### PROBLEM DETAILS:
Among the records below, find the line that has "use std::process::Command;"; from there, give the lines again exactly, and stop after the line that has "let content = std::fs::read_to_string(&config_path).unwrap();".

### EXERCISE MATERIALS:
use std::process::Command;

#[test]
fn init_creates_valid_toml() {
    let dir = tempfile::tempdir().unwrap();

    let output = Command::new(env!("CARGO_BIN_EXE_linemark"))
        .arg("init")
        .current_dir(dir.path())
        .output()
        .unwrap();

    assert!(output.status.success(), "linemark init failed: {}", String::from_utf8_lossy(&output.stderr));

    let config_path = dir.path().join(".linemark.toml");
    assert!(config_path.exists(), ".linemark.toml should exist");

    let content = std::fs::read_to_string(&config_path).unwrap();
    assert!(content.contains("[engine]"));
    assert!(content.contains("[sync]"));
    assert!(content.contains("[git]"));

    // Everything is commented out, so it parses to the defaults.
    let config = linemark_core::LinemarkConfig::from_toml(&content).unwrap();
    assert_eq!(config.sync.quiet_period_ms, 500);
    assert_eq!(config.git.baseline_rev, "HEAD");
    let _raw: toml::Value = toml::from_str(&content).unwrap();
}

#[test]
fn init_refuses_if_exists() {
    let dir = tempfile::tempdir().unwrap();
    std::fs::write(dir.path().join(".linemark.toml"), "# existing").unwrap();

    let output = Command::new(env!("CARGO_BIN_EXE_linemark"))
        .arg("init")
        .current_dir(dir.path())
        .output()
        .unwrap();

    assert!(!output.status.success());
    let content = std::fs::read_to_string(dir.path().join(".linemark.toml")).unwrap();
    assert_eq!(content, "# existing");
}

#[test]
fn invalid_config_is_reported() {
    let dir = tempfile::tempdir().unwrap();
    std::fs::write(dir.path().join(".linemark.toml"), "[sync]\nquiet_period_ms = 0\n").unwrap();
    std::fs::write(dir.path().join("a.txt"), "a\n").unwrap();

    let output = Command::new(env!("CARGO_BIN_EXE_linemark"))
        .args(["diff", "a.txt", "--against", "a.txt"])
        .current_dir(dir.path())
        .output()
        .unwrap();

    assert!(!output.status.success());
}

==

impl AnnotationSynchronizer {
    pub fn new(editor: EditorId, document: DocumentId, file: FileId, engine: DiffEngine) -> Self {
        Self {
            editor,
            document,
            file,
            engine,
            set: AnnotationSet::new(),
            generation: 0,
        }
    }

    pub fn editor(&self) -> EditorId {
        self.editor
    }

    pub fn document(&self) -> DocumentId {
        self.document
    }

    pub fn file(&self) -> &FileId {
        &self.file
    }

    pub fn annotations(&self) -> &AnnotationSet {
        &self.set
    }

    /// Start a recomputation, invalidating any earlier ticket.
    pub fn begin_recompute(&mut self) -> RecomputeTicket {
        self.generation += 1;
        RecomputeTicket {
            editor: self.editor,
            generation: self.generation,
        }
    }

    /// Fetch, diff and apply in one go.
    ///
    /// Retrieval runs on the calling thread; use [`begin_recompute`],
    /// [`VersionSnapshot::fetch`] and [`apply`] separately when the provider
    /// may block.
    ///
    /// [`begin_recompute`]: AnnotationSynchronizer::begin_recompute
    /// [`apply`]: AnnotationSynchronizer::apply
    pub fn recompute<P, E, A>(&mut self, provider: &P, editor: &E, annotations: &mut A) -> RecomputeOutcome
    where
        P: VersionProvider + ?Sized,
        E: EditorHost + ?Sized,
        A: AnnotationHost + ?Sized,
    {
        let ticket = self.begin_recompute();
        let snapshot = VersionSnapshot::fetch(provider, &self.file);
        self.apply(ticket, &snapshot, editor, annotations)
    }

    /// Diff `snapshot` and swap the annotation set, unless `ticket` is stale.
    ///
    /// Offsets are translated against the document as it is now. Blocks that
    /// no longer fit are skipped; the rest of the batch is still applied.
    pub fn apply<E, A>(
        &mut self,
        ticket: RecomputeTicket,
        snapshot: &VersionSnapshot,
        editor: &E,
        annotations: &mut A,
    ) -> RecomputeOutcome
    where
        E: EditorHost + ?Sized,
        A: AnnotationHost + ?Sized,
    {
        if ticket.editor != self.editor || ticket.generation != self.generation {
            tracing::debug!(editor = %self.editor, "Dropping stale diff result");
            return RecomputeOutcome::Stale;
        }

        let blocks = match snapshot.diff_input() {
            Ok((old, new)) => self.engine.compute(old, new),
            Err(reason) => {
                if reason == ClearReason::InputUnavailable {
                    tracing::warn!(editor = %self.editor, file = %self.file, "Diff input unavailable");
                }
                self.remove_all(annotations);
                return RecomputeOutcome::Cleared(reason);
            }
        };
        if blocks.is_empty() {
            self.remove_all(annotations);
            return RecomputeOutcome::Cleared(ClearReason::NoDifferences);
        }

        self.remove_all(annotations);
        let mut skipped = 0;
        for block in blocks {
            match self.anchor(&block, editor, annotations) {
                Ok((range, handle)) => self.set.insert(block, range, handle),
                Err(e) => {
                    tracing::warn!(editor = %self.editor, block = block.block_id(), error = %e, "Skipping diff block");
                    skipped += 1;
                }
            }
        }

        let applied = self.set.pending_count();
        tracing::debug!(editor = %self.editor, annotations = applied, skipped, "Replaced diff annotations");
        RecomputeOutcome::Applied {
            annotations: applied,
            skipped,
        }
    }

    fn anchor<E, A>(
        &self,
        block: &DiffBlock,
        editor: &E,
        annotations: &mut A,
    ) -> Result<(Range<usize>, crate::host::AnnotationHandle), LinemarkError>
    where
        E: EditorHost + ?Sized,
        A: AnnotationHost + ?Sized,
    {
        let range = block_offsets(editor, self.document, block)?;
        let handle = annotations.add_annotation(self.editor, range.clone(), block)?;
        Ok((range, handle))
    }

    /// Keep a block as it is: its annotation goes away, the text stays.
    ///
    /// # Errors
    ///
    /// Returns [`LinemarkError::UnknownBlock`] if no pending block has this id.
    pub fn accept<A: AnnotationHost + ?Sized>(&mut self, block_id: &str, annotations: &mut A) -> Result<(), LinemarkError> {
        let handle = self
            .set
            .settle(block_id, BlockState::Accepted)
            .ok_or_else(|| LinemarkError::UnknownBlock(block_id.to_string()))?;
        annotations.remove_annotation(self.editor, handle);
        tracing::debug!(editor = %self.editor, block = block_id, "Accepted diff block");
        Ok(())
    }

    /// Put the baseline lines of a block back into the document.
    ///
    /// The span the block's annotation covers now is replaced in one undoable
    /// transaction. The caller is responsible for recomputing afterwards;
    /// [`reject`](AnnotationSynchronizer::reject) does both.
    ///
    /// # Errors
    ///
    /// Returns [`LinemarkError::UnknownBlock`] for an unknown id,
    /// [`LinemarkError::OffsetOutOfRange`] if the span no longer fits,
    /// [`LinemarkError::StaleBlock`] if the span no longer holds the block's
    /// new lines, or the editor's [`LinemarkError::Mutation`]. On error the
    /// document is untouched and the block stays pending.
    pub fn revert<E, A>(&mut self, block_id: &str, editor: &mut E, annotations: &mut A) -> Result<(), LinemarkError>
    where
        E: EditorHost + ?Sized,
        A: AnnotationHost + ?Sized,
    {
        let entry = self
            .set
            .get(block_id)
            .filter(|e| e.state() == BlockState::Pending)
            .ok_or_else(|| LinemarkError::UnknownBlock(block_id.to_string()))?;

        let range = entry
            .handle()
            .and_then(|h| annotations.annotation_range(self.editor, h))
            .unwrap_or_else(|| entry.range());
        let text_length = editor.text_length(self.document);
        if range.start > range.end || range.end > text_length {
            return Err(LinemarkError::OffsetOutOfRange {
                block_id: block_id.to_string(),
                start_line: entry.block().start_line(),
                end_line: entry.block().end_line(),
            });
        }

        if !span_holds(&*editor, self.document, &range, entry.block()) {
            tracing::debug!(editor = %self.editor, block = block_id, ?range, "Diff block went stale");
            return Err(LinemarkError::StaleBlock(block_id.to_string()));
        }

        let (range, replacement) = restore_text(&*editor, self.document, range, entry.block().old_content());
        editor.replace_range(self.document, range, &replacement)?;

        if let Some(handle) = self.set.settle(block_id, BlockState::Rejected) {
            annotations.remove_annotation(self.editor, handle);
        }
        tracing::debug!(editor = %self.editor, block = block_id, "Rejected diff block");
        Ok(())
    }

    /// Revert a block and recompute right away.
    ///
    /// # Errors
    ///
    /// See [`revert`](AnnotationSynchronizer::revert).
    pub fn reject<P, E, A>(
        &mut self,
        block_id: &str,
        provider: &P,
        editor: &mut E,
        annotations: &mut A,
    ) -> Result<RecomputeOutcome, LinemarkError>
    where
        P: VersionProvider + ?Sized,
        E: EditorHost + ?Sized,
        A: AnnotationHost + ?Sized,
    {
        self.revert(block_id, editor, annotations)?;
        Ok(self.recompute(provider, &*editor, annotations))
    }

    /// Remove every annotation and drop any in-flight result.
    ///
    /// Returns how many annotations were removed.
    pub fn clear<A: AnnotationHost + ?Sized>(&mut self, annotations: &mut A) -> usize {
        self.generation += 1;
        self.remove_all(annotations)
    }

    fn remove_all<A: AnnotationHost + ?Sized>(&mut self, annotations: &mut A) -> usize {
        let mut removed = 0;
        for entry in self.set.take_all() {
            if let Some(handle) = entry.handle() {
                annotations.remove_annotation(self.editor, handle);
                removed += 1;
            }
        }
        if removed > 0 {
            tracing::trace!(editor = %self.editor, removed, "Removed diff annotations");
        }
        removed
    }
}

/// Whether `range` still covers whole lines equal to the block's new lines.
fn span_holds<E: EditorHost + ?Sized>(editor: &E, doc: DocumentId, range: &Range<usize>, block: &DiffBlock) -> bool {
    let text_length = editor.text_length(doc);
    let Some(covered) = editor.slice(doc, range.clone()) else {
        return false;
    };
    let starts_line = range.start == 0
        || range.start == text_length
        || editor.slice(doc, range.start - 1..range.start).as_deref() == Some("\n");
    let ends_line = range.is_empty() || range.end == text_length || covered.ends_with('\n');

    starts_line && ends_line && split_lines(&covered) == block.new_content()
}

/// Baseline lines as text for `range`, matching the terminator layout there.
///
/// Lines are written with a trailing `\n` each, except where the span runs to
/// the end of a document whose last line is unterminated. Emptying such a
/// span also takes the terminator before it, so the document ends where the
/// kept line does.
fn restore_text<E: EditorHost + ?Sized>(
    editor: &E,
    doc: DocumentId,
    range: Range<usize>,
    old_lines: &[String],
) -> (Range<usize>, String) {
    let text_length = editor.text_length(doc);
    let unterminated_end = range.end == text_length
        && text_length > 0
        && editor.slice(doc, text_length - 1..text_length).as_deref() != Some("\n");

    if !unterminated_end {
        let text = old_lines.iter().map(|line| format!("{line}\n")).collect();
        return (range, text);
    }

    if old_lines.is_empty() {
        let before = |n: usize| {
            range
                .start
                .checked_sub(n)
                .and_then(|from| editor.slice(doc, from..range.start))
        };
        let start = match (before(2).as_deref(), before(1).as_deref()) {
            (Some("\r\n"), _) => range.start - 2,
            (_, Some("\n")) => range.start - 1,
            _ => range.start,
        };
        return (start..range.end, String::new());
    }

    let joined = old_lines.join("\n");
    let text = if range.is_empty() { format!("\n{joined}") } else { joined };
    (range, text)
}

### ANSWER FOR THIS EXERCISE:
use std::process::Command;

#[test]
fn init_creates_valid_toml() {
    let dir = tempfile::tempdir().unwrap();

    let output = Command::new(env!("CARGO_BIN_EXE_linemark"))
        .arg("init")
        .current_dir(dir.path())
        .output()
        .unwrap();

    assert!(output.status.success(), "linemark init failed: {}", String::from_utf8_lossy(&output.stderr));

    let config_path = dir.path().join(".linemark.toml");
    assert!(config_path.exists(), ".linemark.toml should exist");

    let content = std::fs::read_to_string(&config_path).unwrap();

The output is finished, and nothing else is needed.